*** Exercise data ***
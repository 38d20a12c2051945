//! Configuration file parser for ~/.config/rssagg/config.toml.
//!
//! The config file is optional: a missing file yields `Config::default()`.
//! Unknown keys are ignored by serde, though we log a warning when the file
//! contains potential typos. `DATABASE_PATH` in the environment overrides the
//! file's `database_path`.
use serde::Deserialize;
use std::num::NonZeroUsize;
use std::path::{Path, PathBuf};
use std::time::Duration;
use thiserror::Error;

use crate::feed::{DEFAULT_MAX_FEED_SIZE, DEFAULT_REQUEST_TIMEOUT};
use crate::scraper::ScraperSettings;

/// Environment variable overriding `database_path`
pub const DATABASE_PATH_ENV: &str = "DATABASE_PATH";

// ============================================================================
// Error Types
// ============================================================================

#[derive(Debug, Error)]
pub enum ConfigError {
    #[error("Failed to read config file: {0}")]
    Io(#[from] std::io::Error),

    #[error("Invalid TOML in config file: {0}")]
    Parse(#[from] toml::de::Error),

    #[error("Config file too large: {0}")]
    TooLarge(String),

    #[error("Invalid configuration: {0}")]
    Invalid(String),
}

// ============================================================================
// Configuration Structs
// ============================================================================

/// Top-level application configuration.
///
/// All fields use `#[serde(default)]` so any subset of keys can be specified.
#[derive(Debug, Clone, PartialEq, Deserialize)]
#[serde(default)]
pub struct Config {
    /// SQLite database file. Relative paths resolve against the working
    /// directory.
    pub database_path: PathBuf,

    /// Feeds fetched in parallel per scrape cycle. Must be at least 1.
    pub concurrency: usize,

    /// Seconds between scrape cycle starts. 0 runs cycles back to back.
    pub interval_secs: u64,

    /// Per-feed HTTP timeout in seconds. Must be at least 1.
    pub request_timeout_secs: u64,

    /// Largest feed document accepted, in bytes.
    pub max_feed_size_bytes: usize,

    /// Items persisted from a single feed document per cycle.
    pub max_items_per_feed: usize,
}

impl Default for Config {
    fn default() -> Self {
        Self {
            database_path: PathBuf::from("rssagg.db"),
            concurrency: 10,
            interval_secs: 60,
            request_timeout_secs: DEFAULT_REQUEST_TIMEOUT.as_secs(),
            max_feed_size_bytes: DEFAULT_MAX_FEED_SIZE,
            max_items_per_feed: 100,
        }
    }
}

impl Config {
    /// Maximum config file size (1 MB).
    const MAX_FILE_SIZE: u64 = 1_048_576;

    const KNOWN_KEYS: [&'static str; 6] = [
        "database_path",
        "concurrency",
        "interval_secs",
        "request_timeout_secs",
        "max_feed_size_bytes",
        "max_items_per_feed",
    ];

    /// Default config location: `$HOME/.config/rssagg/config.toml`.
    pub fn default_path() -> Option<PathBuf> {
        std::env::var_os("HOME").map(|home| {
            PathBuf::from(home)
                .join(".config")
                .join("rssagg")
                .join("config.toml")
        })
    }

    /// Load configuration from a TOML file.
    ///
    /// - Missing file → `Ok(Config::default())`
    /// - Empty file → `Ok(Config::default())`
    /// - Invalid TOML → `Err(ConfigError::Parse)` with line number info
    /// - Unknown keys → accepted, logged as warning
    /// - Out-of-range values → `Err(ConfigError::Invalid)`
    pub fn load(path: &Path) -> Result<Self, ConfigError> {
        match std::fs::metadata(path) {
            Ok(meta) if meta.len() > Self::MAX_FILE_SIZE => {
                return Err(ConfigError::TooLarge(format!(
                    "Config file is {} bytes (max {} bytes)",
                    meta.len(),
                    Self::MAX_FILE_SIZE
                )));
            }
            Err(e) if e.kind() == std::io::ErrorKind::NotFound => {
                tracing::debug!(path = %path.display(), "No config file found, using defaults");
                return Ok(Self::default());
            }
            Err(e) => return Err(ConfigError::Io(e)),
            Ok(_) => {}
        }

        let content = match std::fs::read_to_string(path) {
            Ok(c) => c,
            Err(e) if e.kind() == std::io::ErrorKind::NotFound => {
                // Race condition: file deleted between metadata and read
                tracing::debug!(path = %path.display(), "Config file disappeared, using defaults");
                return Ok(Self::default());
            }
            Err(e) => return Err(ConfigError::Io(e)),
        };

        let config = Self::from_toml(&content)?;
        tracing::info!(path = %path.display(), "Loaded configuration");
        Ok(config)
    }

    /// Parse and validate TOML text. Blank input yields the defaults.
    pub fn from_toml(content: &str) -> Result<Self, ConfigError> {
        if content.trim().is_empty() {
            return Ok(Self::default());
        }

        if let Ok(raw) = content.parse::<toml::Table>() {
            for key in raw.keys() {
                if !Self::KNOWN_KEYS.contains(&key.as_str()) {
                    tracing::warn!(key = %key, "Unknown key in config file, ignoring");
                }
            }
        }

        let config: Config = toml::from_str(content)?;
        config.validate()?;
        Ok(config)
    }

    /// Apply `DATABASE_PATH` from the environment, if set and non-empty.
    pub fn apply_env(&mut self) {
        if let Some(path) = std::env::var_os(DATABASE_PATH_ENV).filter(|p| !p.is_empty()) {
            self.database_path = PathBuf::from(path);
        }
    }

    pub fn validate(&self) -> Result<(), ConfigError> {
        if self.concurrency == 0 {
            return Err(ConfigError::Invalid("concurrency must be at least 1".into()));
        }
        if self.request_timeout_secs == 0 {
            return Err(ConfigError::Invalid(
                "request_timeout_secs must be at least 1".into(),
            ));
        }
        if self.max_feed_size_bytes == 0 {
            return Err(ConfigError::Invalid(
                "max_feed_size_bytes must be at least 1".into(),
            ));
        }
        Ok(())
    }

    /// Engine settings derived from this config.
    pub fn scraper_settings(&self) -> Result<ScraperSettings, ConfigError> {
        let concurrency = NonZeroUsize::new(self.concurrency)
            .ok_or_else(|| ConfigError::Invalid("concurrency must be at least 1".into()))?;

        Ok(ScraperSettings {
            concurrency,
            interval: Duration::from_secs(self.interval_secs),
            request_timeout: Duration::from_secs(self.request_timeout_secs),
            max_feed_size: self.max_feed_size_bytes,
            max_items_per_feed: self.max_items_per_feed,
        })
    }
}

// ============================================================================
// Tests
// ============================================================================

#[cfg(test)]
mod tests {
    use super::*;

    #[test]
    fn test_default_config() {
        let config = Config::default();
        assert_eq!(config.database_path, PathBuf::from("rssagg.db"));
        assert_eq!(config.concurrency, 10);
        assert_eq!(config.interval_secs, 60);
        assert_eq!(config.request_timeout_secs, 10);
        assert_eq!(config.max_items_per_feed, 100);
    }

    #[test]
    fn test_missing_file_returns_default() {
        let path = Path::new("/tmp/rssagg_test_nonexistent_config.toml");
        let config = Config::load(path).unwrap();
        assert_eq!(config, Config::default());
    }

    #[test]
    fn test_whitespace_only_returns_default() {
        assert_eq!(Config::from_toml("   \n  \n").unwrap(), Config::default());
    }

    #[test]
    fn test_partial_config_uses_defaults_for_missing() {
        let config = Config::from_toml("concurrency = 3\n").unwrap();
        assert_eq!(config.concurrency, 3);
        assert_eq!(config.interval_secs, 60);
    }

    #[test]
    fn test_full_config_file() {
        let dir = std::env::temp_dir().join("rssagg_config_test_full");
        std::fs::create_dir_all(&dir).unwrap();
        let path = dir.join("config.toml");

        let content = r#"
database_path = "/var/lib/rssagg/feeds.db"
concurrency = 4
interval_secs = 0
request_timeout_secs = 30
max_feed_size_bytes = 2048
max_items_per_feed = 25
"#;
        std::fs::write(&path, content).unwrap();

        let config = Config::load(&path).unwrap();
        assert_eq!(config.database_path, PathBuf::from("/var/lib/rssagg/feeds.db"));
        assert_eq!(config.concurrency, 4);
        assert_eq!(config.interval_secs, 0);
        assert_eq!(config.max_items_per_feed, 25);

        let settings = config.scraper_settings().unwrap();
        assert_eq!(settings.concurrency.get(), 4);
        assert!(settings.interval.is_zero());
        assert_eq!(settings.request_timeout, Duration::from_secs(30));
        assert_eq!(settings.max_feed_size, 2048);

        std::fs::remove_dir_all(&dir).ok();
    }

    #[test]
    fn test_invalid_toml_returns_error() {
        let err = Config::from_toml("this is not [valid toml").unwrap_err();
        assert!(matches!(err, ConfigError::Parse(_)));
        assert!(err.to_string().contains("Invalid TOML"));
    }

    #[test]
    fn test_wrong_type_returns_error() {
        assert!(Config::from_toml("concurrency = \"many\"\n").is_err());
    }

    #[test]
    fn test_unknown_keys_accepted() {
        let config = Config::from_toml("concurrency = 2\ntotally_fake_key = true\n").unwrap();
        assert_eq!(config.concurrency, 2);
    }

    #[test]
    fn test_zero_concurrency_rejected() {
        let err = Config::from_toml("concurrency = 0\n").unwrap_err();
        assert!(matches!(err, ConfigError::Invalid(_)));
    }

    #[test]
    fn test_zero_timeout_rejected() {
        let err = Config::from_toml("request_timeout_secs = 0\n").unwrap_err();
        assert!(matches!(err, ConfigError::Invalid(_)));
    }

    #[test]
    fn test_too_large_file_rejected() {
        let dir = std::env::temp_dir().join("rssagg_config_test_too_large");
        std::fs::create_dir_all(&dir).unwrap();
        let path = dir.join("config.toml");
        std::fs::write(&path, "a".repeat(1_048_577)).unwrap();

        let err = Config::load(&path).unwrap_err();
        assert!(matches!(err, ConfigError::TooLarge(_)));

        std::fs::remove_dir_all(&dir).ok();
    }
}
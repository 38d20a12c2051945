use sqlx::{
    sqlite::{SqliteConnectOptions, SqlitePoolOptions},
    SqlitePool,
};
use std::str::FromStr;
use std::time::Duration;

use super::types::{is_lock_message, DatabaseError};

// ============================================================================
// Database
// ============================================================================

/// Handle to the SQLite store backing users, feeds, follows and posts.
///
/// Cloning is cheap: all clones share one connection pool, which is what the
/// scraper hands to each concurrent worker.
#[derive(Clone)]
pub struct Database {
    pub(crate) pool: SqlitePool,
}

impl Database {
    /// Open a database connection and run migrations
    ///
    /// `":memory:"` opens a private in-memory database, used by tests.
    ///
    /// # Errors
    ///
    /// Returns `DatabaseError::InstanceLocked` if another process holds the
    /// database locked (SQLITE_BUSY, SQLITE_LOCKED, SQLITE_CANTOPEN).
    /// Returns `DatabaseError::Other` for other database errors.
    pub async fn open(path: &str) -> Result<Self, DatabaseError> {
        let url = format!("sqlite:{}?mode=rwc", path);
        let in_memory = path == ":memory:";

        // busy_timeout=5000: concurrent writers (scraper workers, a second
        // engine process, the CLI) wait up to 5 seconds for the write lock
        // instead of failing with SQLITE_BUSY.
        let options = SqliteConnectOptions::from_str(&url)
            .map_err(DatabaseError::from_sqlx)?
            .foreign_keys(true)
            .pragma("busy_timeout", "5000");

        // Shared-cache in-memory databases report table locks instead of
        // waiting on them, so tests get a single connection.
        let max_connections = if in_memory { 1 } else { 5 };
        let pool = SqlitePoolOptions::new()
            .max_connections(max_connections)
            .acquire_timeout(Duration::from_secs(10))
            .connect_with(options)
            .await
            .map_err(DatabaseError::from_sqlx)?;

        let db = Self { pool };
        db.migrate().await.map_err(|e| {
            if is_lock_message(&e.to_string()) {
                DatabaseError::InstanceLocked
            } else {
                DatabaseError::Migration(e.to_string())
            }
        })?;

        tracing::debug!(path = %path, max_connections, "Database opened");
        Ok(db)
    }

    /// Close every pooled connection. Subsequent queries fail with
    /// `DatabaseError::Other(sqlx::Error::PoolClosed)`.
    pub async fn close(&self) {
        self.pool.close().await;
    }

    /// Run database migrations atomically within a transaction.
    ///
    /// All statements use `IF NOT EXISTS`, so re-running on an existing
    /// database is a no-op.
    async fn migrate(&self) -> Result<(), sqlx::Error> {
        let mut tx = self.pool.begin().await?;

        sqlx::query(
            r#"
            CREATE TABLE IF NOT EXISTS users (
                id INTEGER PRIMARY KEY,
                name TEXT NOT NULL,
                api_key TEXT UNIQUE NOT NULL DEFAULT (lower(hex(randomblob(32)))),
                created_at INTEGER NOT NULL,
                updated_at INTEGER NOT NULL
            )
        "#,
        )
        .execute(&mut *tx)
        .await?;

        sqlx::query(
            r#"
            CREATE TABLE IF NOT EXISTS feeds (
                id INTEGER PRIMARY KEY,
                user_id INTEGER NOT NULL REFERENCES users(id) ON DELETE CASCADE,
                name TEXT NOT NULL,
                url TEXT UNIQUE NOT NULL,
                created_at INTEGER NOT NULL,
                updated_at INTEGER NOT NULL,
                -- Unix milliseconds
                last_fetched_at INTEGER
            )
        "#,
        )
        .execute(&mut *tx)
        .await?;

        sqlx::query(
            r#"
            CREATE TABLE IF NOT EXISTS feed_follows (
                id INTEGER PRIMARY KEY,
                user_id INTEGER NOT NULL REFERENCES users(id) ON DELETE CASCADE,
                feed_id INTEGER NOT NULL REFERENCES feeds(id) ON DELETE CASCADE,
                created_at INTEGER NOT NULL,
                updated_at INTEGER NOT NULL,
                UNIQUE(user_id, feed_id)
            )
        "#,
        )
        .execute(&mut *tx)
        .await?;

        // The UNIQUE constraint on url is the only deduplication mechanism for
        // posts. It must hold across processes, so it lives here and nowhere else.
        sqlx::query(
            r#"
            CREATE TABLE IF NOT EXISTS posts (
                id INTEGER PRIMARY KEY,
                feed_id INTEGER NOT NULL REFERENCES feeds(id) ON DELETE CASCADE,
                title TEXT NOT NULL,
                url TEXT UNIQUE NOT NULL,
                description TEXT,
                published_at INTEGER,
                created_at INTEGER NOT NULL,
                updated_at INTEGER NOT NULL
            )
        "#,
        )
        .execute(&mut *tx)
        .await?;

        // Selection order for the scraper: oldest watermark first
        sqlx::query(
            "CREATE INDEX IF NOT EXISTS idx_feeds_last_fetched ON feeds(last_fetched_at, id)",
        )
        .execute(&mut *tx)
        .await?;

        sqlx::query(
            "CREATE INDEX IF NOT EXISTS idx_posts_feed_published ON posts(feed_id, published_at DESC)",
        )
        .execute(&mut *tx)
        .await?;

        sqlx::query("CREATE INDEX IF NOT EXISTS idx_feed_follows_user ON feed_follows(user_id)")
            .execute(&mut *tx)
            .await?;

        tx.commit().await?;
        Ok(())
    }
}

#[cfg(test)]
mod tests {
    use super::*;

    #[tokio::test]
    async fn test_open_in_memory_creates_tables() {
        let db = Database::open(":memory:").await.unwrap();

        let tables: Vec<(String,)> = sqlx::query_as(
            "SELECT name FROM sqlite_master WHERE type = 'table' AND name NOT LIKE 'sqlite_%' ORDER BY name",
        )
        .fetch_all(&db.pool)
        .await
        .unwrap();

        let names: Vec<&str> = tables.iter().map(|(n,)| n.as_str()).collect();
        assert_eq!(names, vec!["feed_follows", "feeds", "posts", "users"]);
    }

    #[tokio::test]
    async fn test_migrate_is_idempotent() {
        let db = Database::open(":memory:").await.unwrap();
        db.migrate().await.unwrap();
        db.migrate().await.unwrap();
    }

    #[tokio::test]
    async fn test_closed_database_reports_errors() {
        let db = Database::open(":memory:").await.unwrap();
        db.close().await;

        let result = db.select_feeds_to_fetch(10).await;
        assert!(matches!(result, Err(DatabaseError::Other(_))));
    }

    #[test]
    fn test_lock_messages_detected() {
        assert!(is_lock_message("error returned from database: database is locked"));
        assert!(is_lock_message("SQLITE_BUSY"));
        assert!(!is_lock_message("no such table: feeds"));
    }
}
*** End of Exercise data ***
What to do: Please go through the data above and copy each line that has the word "instead".

Solution for this task:
        // instead of failing with SQLITE_BUSY.
        // Shared-cache in-memory databases report table locks instead of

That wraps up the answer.